**WORK TO COMPLETE**
In the listing below, the lines starting with the line with "assert!(session.toggle.is_enabled());" and going on through the line with "6, planted: 5" are to be reproduced exactly, and only those.
=== Section Start ===
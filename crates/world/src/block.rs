//! Block kinds and the survival rules for plants.

use autoplanter_core::{FlowerKind, RegistryKey, TallFlowerKind};
use serde::{Deserialize, Serialize};
use std::fmt;
use std::str::FromStr;
use thiserror::Error;

/// A block occupying one grid cell.
#[derive(Debug, Clone, Copy, Default, PartialEq, Eq, Hash, Serialize, Deserialize)]
pub enum Block {
    #[default]
    Air,
    Stone,
    GrassBlock,
    Dirt,
    CoarseDirt,
    Podzol,
    RootedDirt,
    Mycelium,
    MossBlock,
    Farmland,
    Sand,
    Gravel,
    Water,
    Netherrack,
    SoulSand,
    SoulSoil,
    Flower(FlowerKind),
    TallFlower { kind: TallFlowerKind, upper: bool },
}

/// Error returned when a block name does not resolve.
#[derive(Debug, Clone, PartialEq, Eq, Error)]
#[error("unknown block {0:?}")]
pub struct UnknownBlock(pub String);

const SIMPLE_BLOCKS: [(Block, &str); 16] = [
    (Block::Air, "air"),
    (Block::Stone, "stone"),
    (Block::GrassBlock, "grass_block"),
    (Block::Dirt, "dirt"),
    (Block::CoarseDirt, "coarse_dirt"),
    (Block::Podzol, "podzol"),
    (Block::RootedDirt, "rooted_dirt"),
    (Block::Mycelium, "mycelium"),
    (Block::MossBlock, "moss_block"),
    (Block::Farmland, "farmland"),
    (Block::Sand, "sand"),
    (Block::Gravel, "gravel"),
    (Block::Water, "water"),
    (Block::Netherrack, "netherrack"),
    (Block::SoulSand, "soul_sand"),
    (Block::SoulSoil, "soul_soil"),
];

impl Block {
    /// Registry path (without namespace). Both halves of a tall flower share a name.
    pub fn registry_name(self) -> &'static str {
        match self {
            Block::Flower(kind) => kind.registry_name(),
            Block::TallFlower { kind, .. } => kind.registry_name(),
            simple => SIMPLE_BLOCKS
                .iter()
                .find(|(block, _)| *block == simple)
                .map(|(_, name)| *name)
                .unwrap_or("air"),
        }
    }

    #[inline]
    pub fn is_air(self) -> bool {
        self == Block::Air
    }

    /// Blocks in the dirt family; any plant may root in them.
    pub fn supports_plants(self) -> bool {
        matches!(
            self,
            Block::GrassBlock
                | Block::Dirt
                | Block::CoarseDirt
                | Block::Podzol
                | Block::RootedDirt
                | Block::Mycelium
                | Block::MossBlock
                | Block::Farmland
        )
    }

    /// Nether soils that only the wither rose tolerates.
    pub fn is_nether_soil(self) -> bool {
        matches!(self, Block::Netherrack | Block::SoulSand | Block::SoulSoil)
    }

    /// Whether this block, placed on top of `below`, stays in place.
    ///
    /// Non-plant blocks always survive.
    pub fn can_survive_on(self, below: Block) -> bool {
        match self {
            Block::Flower(FlowerKind::WitherRose) => {
                below.supports_plants() || below.is_nether_soil()
            }
            Block::Flower(_) => below.supports_plants(),
            Block::TallFlower { upper: false, .. } => below.supports_plants(),
            Block::TallFlower { kind, upper: true } => {
                below == Block::TallFlower { kind, upper: false }
            }
            _ => true,
        }
    }
}

impl fmt::Display for Block {
    fn fmt(&self, f: &mut fmt::Formatter<'_>) -> fmt::Result {
        write!(f, "minecraft:{}", self.registry_name())
    }
}

impl FromStr for Block {
    type Err = UnknownBlock;

    /// Parses simple blocks and single-tile flowers. Tall flower halves are not
    /// addressable by name.
    fn from_str(s: &str) -> Result<Self, Self::Err> {
        let unknown = || UnknownBlock(s.trim().to_string());
        let key = RegistryKey::parse(s).map_err(|_| unknown())?;
        if !key.is_vanilla() {
            return Err(unknown());
        }
        if let Some((block, _)) = SIMPLE_BLOCKS.iter().find(|(_, name)| *name == key.path()) {
            return Ok(*block);
        }
        FlowerKind::from_registry_name(key.path())
            .map(Block::Flower)
            .ok_or_else(unknown)
    }
}
use crate::config::PlanterConfig;
use crate::scripted_input::{ScriptedInputPlayer, TickInput};
use anyhow::Result;
use autoplanter_core::SimTick;
use autoplanter_input::InputState;
use autoplanter_planter::{
    render_status, DisplaySink, PlantingPlanner, TickOutcome, ToggleController,
};
use autoplanter_testkit::{EventRecord, EventSink, JsonlSink};
use autoplanter_world::{generate_flat, Player, Sandbox};
use serde_json::json;
use std::path::PathBuf;
use tracing::{debug, info, warn};

pub struct HeadlessConfig {
    pub config: PlanterConfig,
    pub scripted_input: Option<PathBuf>,
    pub max_ticks: Option<u64>,
    pub seed: Option<u64>,
    pub event_log: Option<PathBuf>,
}

#[derive(Debug, Clone, Copy, PartialEq, Eq)]
pub struct RunSummary {
    pub ticks: u64,
    pub planted: u64,
}

pub fn run(cfg: HeadlessConfig) -> Result<RunSummary> {
    let mut script = match cfg.scripted_input.as_deref() {
        Some(path) => ScriptedInputPlayer::from_path(path)?,
        None => {
            info!("No input script given; using the default walk");
            ScriptedInputPlayer::default_walk()
        }
    };

    let sink: Option<Box<dyn EventSink>> = match cfg.event_log.as_deref() {
        Some(path) => Some(Box::new(JsonlSink::create(path)?)),
        None => None,
    };

    info!(ticks = script.total_ticks(), "Running input script");
    let mut session = HeadlessSession::new(&cfg.config, cfg.seed, sink);
    while cfg.max_ticks.map_or(true, |max| session.tick().0 < max) {
        let Some(input) = script.advance() else {
            break;
        };
        session.step(input)?;
    }
    if !script.is_finished() {
        info!("Stopped at --max-ticks before the script finished");
    }

    let summary = session.finish()?;
    info!(
        ticks = summary.ticks,
        planted = summary.planted,
        "Headless run finished"
    );
    Ok(summary)
}

/// Draws nothing; logs the status line when it appears, changes or disappears.
struct LogDisplay {
    viewport_width: i32,
    glyph_width: i32,
    shown: Option<String>,
}

impl DisplaySink for LogDisplay {
    fn viewport_width(&self) -> i32 {
        self.viewport_width
    }

    fn text_width(&self, text: &str) -> i32 {
        text.chars().count() as i32 * self.glyph_width
    }

    fn draw_text(&mut self, text: &str, x: i32, y: i32, color: u32, _shadow: bool) {
        if self.shown.as_deref() != Some(text) {
            info!(x, y, color = %format!("#{color:06X}"), "HUD: {text}");
            self.shown = Some(text.to_string());
        }
    }
}

/// Owns the sandbox and both planting components and steps them in tick order.
pub struct HeadlessSession {
    sandbox: Sandbox,
    parked_player: Option<Player>,
    input: InputState,
    toggle: ToggleController,
    planner: PlantingPlanner,
    display: LogDisplay,
    sink: Option<Box<dyn EventSink>>,
    tick: SimTick,
    planted: u64,
}

impl HeadlessSession {
    pub fn new(
        config: &PlanterConfig,
        seed: Option<u64>,
        sink: Option<Box<dyn EventSink>>,
    ) -> Self {
        let flat = config.flat_world();
        let sandbox = Sandbox::with_player(generate_flat(&flat), config.player(&flat));

        let settings = config.planner_settings();
        let planner = match seed {
            Some(seed) => PlantingPlanner::seeded(settings, seed),
            None => PlantingPlanner::new(settings),
        };

        Self {
            sandbox,
            parked_player: None,
            input: InputState::new(),
            toggle: ToggleController::new(config.toggle_binding(), config.hud.display_ticks),
            planner,
            display: LogDisplay {
                viewport_width: config.hud.viewport_width,
                glyph_width: config.hud.glyph_width,
                shown: None,
            },
            sink,
            tick: SimTick::ZERO,
            planted: 0,
        }
    }

    pub fn tick(&self) -> SimTick {
        self.tick
    }

    /// Apply one tick of scripted input, then run toggle, planner and HUD.
    pub fn step(&mut self, input: TickInput) -> Result<TickOutcome> {
        self.apply_presence(input.player_present);

        if let Some(slot) = input.select_slot {
            let selected = self
                .sandbox
                .player_mut()
                .is_some_and(|p| p.inventory.select_hotbar(slot));
            if !selected {
                warn!(slot, "Ignoring hotbar selection");
            }
        }

        let (dx, dy, dz) = input.movement;
        self.sandbox.move_player(dx, dy, dz);
        if input.press_toggle {
            self.input.tap(self.toggle.binding().key);
        }

        if self.toggle.on_tick(&mut self.input) > 0 {
            let enabled = self.toggle.is_enabled();
            self.emit("ToggleFlipped", &json!({ "enabled": enabled }))?;
        }

        let outcome = self
            .planner
            .on_tick(&mut self.sandbox, self.toggle.is_enabled());
        if let TickOutcome::Planted { ground, flower } = outcome {
            self.planted += 1;
            let pos = ground.above();
            self.emit(
                "FlowerPlanted",
                &json!({
                    "x": pos.x,
                    "y": pos.y,
                    "z": pos.z,
                    "flower": flower.registry_name(),
                }),
            )?;
        }

        let drawn = render_status(&self.toggle, &mut self.display);
        if !drawn && self.display.shown.take().is_some() {
            debug!("HUD status hidden");
        }

        self.input.end_tick();
        self.tick = self.tick.advance(1);
        Ok(outcome)
    }

    /// Flush the event log and report totals.
    pub fn finish(mut self) -> Result<RunSummary> {
        if let Some(sink) = self.sink.as_mut() {
            sink.flush()?;
        }
        Ok(RunSummary {
            ticks: self.tick.0,
            planted: self.planted,
        })
    }

    fn apply_presence(&mut self, present: bool) {
        if present {
            if let Some(player) = self.parked_player.take() {
                debug!("Player returned");
                self.sandbox.spawn(player);
            }
        } else if let Some(player) = self.sandbox.despawn() {
            debug!("Player left the world");
            self.parked_player = Some(player);
        }
    }

    fn emit(&mut self, kind: &str, payload: &serde_json::Value) -> Result<()> {
        if let Some(sink) = self.sink.as_mut() {
            sink.record(&EventRecord::new(self.tick, kind, payload)?)?;
        }
        Ok(())
    }
}

#[cfg(test)]
mod tests {
    use super::*;
    use autoplanter_testkit::MemorySink;
    use std::cell::RefCell;
    use std::rc::Rc;

    #[derive(Clone, Default)]
    struct SharedSink(Rc<RefCell<MemorySink>>);

    impl EventSink for SharedSink {
        fn record(&mut self, event: &EventRecord) -> Result<()> {
            self.0.borrow_mut().record(event)
        }
    }

    fn walk(press_toggle: bool, move_x: f64) -> TickInput {
        TickInput {
            movement: (move_x, 0.0, 0.0),
            press_toggle,
            select_slot: None,
            player_present: true,
        }
    }

    fn meadow_config() -> PlanterConfig {
        let mut config = PlanterConfig::default();
        config.world.surface_mix.clear();
        config
    }

    #[test]
    fn toggle_then_walk_plants_and_logs() {
        let events = SharedSink::default();
        let mut session =
            HeadlessSession::new(&meadow_config(), Some(7), Some(Box::new(events.clone())));

        assert_eq!(session.step(walk(true, 0.0)).unwrap(), TickOutcome::Stationary);
        assert!(session.toggle.is_enabled());
        for _ in 0..5 {
            assert!(session.step(walk(false, 0.3)).unwrap().placed());
        }

        let summary = session.finish().unwrap();
        assert_eq!(summary, RunSummary { ticks: 6, planted: 5 });

        let log = events.0.borrow();
        let flips: Vec<_> = log.of_kind("ToggleFlipped").collect();
        assert_eq!(flips.len(), 1);
        assert_eq!(flips[0].tick, SimTick(0));
        assert_eq!(flips[0].payload["enabled"], json!(true));

        let planted: Vec<_> = log.of_kind("FlowerPlanted").collect();
        assert_eq!(planted.len(), 5);
        assert!(planted.iter().all(|e| e.payload["y"] == json!(64)));
        assert!(planted.iter().all(|e| e.payload["flower"] == json!("poppy")));
    }

    #[test]
    fn walking_without_toggle_plants_nothing() {
        let mut session = HeadlessSession::new(&meadow_config(), Some(1), None);
        for _ in 0..10 {
            assert_eq!(session.step(walk(false, 0.5)).unwrap(), TickOutcome::Idle);
        }
        assert_eq!(session.sandbox.placements(), 0);
    }

    #[test]
    fn leaving_the_world_pauses_planting() {
        let mut session = HeadlessSession::new(&meadow_config(), Some(3), None);
        session.step(walk(true, 0.0)).unwrap();
        assert!(session.step(walk(false, 0.5)).unwrap().placed());

        let away = TickInput {
            player_present: false,
            ..walk(false, 0.5)
        };
        assert_eq!(session.step(away).unwrap(), TickOutcome::Idle);
        assert!(session.sandbox.player().is_none());

        // Back in the world: one tick to resample, then planting resumes.
        assert_eq!(session.step(walk(false, 0.5)).unwrap(), TickOutcome::Stationary);
        assert!(session.step(walk(false, 0.5)).unwrap().placed());
    }

    #[test]
    fn status_line_is_logged_once_per_change() {
        let mut session = HeadlessSession::new(&meadow_config(), Some(3), None);
        session.step(walk(true, 0.0)).unwrap();
        assert_eq!(session.display.shown.as_deref(), Some("Auto planting: ON"));
        for _ in 0..100 {
            session.step(walk(false, 0.0)).unwrap();
        }
        assert_eq!(session.display.shown, None);
    }
}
=== Section End ===
**REPLY**
        assert!(session.toggle.is_enabled());
        for _ in 0..5 {
            assert!(session.step(walk(false, 0.3)).unwrap().placed());
        }

        let summary = session.finish().unwrap();
        assert_eq!(summary, RunSummary { ticks: 6, planted: 5 });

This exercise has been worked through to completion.